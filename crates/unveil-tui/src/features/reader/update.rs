//! Reader reducer.
//!
//! Space and Enter advance on both surfaces; the fullscreen surface only
//! adds Esc to leave it. Every change that can move the current line
//! schedules a scroll-into-view.

use crossterm::event::{KeyCode, KeyEvent, KeyModifiers};
use tracing::{debug, info};
use unveil_core::tokenize;
use unveil_core::view::ViewToggle;

use crate::effects::UiEffect;
use crate::state::{Screen, TuiState};
use crate::statusline::NoticeKind;

/// Rows moved per arrow key or wheel notch.
pub const SCROLL_STEP: usize = 1;
pub const WHEEL_STEP: usize = 3;

/// Tokenizes the compose buffer and opens the reader on the first line.
///
/// Text without any non-blank line keeps the compose screen open with a
/// notice.
pub fn start_reveal(tui: &mut TuiState) -> Vec<UiEffect> {
    let lines = tokenize(&tui.compose.text());
    if lines.is_empty() {
        tui.screen = Screen::Compose;
        tui.notify(
            NoticeKind::Warning,
            "Nothing to reveal: paste or type some text first",
        );
        return Vec::new();
    }

    info!(lines = lines.len(), "Starting reveal");
    tui.reveal.initialize(lines);
    tui.screen = Screen::Reader;
    tui.inline_viewport.reset();
    tui.fullscreen_viewport.reset();
    vec![tui.schedule_scroll()]
}

/// Commits the current line. A no-op once everything is revealed.
pub fn advance(tui: &mut TuiState) -> Vec<UiEffect> {
    if !tui.reveal.advance() {
        return Vec::new();
    }
    let progress = tui.reveal.progress();
    debug!(position = progress.position, total = progress.total, "Advanced");
    if progress.is_finished() {
        info!(total = progress.total, "Reveal finished");
    }
    vec![tui.schedule_scroll()]
}

pub fn reset(tui: &mut TuiState) -> Vec<UiEffect> {
    tui.reveal.reset();
    tui.inline_viewport.reset();
    tui.fullscreen_viewport.reset();
    tui.notify(NoticeKind::Info, "Restarted from the first line");
    vec![tui.schedule_scroll()]
}

pub fn toggle_view(tui: &mut TuiState, toggle: ViewToggle) -> Vec<UiEffect> {
    let message = tui.view.toggle(toggle);
    debug!(?toggle, view = ?tui.view, "View toggled");
    tui.notify(NoticeKind::Info, message);
    match toggle {
        // Row layout or the visible surface changed.
        ViewToggle::Fullscreen | ViewToggle::Markup => vec![tui.schedule_scroll()],
        ViewToggle::Direction | ViewToggle::FocusDim => Vec::new(),
    }
}

fn copy_revealed(tui: &mut TuiState) -> Vec<UiEffect> {
    let text = tui.reveal.revealed_text();
    if text.is_empty() {
        tui.notify(NoticeKind::Warning, "Nothing revealed yet");
        return Vec::new();
    }
    vec![UiEffect::CopyToClipboard {
        text: text.to_string(),
    }]
}

pub fn handle_key(tui: &mut TuiState, key: KeyEvent) -> Vec<UiEffect> {
    if key
        .modifiers
        .intersects(KeyModifiers::CONTROL | KeyModifiers::ALT)
    {
        return Vec::new();
    }

    match key.code {
        KeyCode::Char(' ') | KeyCode::Enter => advance(tui),
        KeyCode::Esc if tui.view.fullscreen => toggle_view(tui, ViewToggle::Fullscreen),
        KeyCode::Char('f') => toggle_view(tui, ViewToggle::Fullscreen),
        KeyCode::Char('m') => toggle_view(tui, ViewToggle::Markup),
        KeyCode::Char('d') => toggle_view(tui, ViewToggle::Direction),
        KeyCode::Char('z') => toggle_view(tui, ViewToggle::FocusDim),
        KeyCode::Char('r') => reset(tui),
        KeyCode::Char('y') => copy_revealed(tui),
        KeyCode::Char('e') => {
            tui.screen = Screen::Compose;
            Vec::new()
        }
        KeyCode::Char('q') => vec![UiEffect::Quit],
        KeyCode::Up | KeyCode::Char('k') => {
            tui.active_viewport_mut().scroll_up(SCROLL_STEP);
            Vec::new()
        }
        KeyCode::Down | KeyCode::Char('j') => {
            tui.active_viewport_mut().scroll_down(SCROLL_STEP);
            Vec::new()
        }
        KeyCode::PageUp => {
            tui.active_viewport_mut().page_up();
            Vec::new()
        }
        KeyCode::PageDown => {
            tui.active_viewport_mut().page_down();
            Vec::new()
        }
        KeyCode::Home | KeyCode::Char('g') => {
            tui.active_viewport_mut().scroll_to_top();
            Vec::new()
        }
        KeyCode::End | KeyCode::Char('G') => {
            tui.active_viewport_mut().scroll_to_bottom();
            Vec::new()
        }
        _ => Vec::new(),
    }
}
_ _ _ _ _ _ _
Retype each of the preceding records exactly as printed.

filename crates/unveil-tui/src/features/reader/update.rs
//! Reader reducer.
//!
//! Space and Enter advance on both surfaces; the fullscreen surface only
//! adds Esc to leave it. Every change that can move the current line
//! schedules a scroll-into-view.

use crossterm::event::{KeyCode, KeyEvent, KeyModifiers};
use tracing::{debug, info};
use unveil_core::tokenize;
use unveil_core::view::ViewToggle;

use crate::effects::UiEffect;
use crate::state::{Screen, TuiState};
use crate::statusline::NoticeKind;

/// Rows moved per arrow key or wheel notch.
pub const SCROLL_STEP: usize = 1;
pub const WHEEL_STEP: usize = 3;

/// Tokenizes the compose buffer and opens the reader on the first line.
///
/// Text without any non-blank line keeps the compose screen open with a
/// notice.
pub fn start_reveal(tui: &mut TuiState) -> Vec<UiEffect> {
    let lines = tokenize(&tui.compose.text());
    if lines.is_empty() {
        tui.screen = Screen::Compose;
        tui.notify(
            NoticeKind::Warning,
            "Nothing to reveal: paste or type some text first",
        );
        return Vec::new();
    }

    info!(lines = lines.len(), "Starting reveal");
    tui.reveal.initialize(lines);
    tui.screen = Screen::Reader;
    tui.inline_viewport.reset();
    tui.fullscreen_viewport.reset();
    vec![tui.schedule_scroll()]
}

/// Commits the current line. A no-op once everything is revealed.
pub fn advance(tui: &mut TuiState) -> Vec<UiEffect> {
    if !tui.reveal.advance() {
        return Vec::new();
    }
    let progress = tui.reveal.progress();
    debug!(position = progress.position, total = progress.total, "Advanced");
    if progress.is_finished() {
        info!(total = progress.total, "Reveal finished");
    }
    vec![tui.schedule_scroll()]
}

pub fn reset(tui: &mut TuiState) -> Vec<UiEffect> {
    tui.reveal.reset();
    tui.inline_viewport.reset();
    tui.fullscreen_viewport.reset();
    tui.notify(NoticeKind::Info, "Restarted from the first line");
    vec![tui.schedule_scroll()]
}

pub fn toggle_view(tui: &mut TuiState, toggle: ViewToggle) -> Vec<UiEffect> {
    let message = tui.view.toggle(toggle);
    debug!(?toggle, view = ?tui.view, "View toggled");
    tui.notify(NoticeKind::Info, message);
    match toggle {
        // Row layout or the visible surface changed.
        ViewToggle::Fullscreen | ViewToggle::Markup => vec![tui.schedule_scroll()],
        ViewToggle::Direction | ViewToggle::FocusDim => Vec::new(),
    }
}

fn copy_revealed(tui: &mut TuiState) -> Vec<UiEffect> {
    let text = tui.reveal.revealed_text();
    if text.is_empty() {
        tui.notify(NoticeKind::Warning, "Nothing revealed yet");
        return Vec::new();
    }
    vec![UiEffect::CopyToClipboard {
        text: text.to_string(),
    }]
}

pub fn handle_key(tui: &mut TuiState, key: KeyEvent) -> Vec<UiEffect> {
    if key
        .modifiers
        .intersects(KeyModifiers::CONTROL | KeyModifiers::ALT)
    {
        return Vec::new();
    }

    match key.code {
        KeyCode::Char(' ') | KeyCode::Enter => advance(tui),
        KeyCode::Esc if tui.view.fullscreen => toggle_view(tui, ViewToggle::Fullscreen),
        KeyCode::Char('f') => toggle_view(tui, ViewToggle::Fullscreen),
        KeyCode::Char('m') => toggle_view(tui, ViewToggle::Markup),
        KeyCode::Char('d') => toggle_view(tui, ViewToggle::Direction),
        KeyCode::Char('z') => toggle_view(tui, ViewToggle::FocusDim),
        KeyCode::Char('r') => reset(tui),
        KeyCode::Char('y') => copy_revealed(tui),
        KeyCode::Char('e') => {
            tui.screen = Screen::Compose;
            Vec::new()
        }
        KeyCode::Char('q') => vec![UiEffect::Quit],
        KeyCode::Up | KeyCode::Char('k') => {
            tui.active_viewport_mut().scroll_up(SCROLL_STEP);
            Vec::new()
        }
        KeyCode::Down | KeyCode::Char('j') => {
            tui.active_viewport_mut().scroll_down(SCROLL_STEP);
            Vec::new()
        }
        KeyCode::PageUp => {
            tui.active_viewport_mut().page_up();
            Vec::new()
        }
        KeyCode::PageDown => {
            tui.active_viewport_mut().page_down();
            Vec::new()
        }
        KeyCode::Home | KeyCode::Char('g') => {
            tui.active_viewport_mut().scroll_to_top();
            Vec::new()
        }
        KeyCode::End | KeyCode::Char('G') => {
            tui.active_viewport_mut().scroll_to_bottom();
            Vec::new()
        }
        _ => Vec::new(),
    }
}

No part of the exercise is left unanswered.